Following reports from Chinese mobile payment companies Alipay and WeChat that some of their Apple device-using customers had lost money, Apple today apologized and confirmed that stolen Apple IDs were the subject of a hack. “We are deeply apologetic about the inconvenience caused to our customers by these phishing scams,” Apple said in a statement (via the WSJ), describing the issue as limited to “a small number of our users’ accounts.”
According to Apple, the hacked users had not been using two-factor authentication, a system whereby both passwords and a second verification — such as a text message-sent code — are used to protect account details. As it has done in the past, including through messages delivered in the Settings app, the company advised users to turn on two-factor authentication to protect their accounts.
While there aren’t many specific details about how the hack took place, users who were compromised unwittingly exposed their Apple ID data, including email addresses, passwords, and payment details. Chinese media reported that the hackers used the accounts to make unauthorized purchases, a particular issue in China, where many users link their Apple IDs to the Alipay and WeChat payment systems, which are operated by Chinese commerce giants Alibaba and Tencent.
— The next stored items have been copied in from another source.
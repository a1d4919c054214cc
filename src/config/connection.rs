//! Database connection configuration.
//!
//! Supports configuration via environment variables:
//! - `REPORTKIT_DB_DRIVER`: Database driver (sqlite, postgres, mysql)
//! - `REPORTKIT_DB_PATH`: Database file (SQLite) or connection URL

use std::env;
use std::fmt;

use crate::sql::Dialect;

/// Error type for connection configuration.
#[derive(Debug, thiserror::Error)]
pub enum ConnectionError {
    #[error("Missing required environment variable: {0}")]
    MissingEnvVar(String),

    #[error("Unsupported driver: {0}. Supported: sqlite")]
    UnsupportedDriver(String),

    #[error("Invalid configuration: {0}")]
    InvalidConfig(String),
}

/// Supported database drivers.
///
/// Every driver renders SQL in its own dialect; only SQLite has an executor.
#[derive(Debug, Clone, Copy, PartialEq, Eq)]
pub enum Driver {
    Sqlite,
    Postgres,
    MySql,
}

impl Driver {
    /// Parse driver from string.
    #[allow(clippy::should_implement_trait)]
    pub fn from_str(s: &str) -> Result<Self, ConnectionError> {
        match s.to_lowercase().as_str() {
            "sqlite" | "sqlite3" => Ok(Driver::Sqlite),
            "postgres" | "postgresql" | "pg" => Ok(Driver::Postgres),
            "mysql" | "mariadb" => Ok(Driver::MySql),
            other => Err(ConnectionError::UnsupportedDriver(other.to_string())),
        }
    }

    pub fn as_str(&self) -> &'static str {
        match self {
            Driver::Sqlite => "sqlite",
            Driver::Postgres => "postgres",
            Driver::MySql => "mysql",
        }
    }

    /// SQL dialect queries for this driver are rendered in.
    pub fn dialect(&self) -> Dialect {
        match self {
            Driver::Sqlite => Dialect::Sqlite,
            Driver::Postgres => Dialect::Postgres,
            Driver::MySql => Dialect::MySql,
        }
    }
}

impl fmt::Display for Driver {
    fn fmt(&self, f: &mut fmt::Formatter<'_>) -> fmt::Result {
        f.write_str(self.as_str())
    }
}

/// Database connection configuration.
#[derive(Debug, Clone, PartialEq, Eq)]
pub struct ConnectionConfig {
    pub driver: Driver,
    /// File path (SQLite) or connection URL.
    pub target: String,
}

impl ConnectionConfig {
    /// SQLite database file, or `:memory:`.
    pub fn sqlite(path: impl Into<String>) -> Self {
        Self {
            driver: Driver::Sqlite,
            target: path.into(),
        }
    }

    /// Parse a driver name and connection string.
    ///
    /// A `sqlite://` prefix is stripped from SQLite targets.
    pub fn parse(driver: &str, connection_string: &str) -> Result<Self, ConnectionError> {
        let driver = Driver::from_str(driver)?;
        let target = match driver {
            Driver::Sqlite => connection_string
                .strip_prefix("sqlite://")
                .unwrap_or(connection_string),
            _ => connection_string,
        };
        if target.is_empty() {
            return Err(ConnectionError::InvalidConfig("empty connection string".into()));
        }
        Ok(Self {
            driver,
            target: target.to_string(),
        })
    }

    /// Load configuration from environment variables.
    ///
    /// Required: `REPORTKIT_DB_PATH`. Optional: `REPORTKIT_DB_DRIVER` (default sqlite).
    pub fn from_env() -> Result<Self, ConnectionError> {
        let driver = env::var("REPORTKIT_DB_DRIVER").unwrap_or_else(|_| "sqlite".to_string());
        let target = env::var("REPORTKIT_DB_PATH")
            .map_err(|_| ConnectionError::MissingEnvVar("REPORTKIT_DB_PATH".to_string()))?;
        Self::parse(&driver, &target)
    }

    pub fn is_in_memory(&self) -> bool {
        self.driver == Driver::Sqlite && self.target == ":memory:"
    }

    /// Get the driver name.
    pub fn driver_name(&self) -> &'static str {
        self.driver.as_str()
    }
}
As such, the damage likely extended beyond app purchases into other goods. Collectively, the systems reportedly handle around $15 trillion annually in Chinese mobile transactions, including payments for everything from online shopping and restaurants to transportation and utility bills.
Prior to Apple’s apology, reports suggested that some per-user losses on Alipay amounted to hundreds of U.S. dollars, and Alipay told users to reduce the amounts that could be transferred from their accounts without a password. The company also said it had asked Apple “multiple times” to determine what had happened with the thefts. Apple’s response comes around a week after the Chinese hacking reports first surfaced.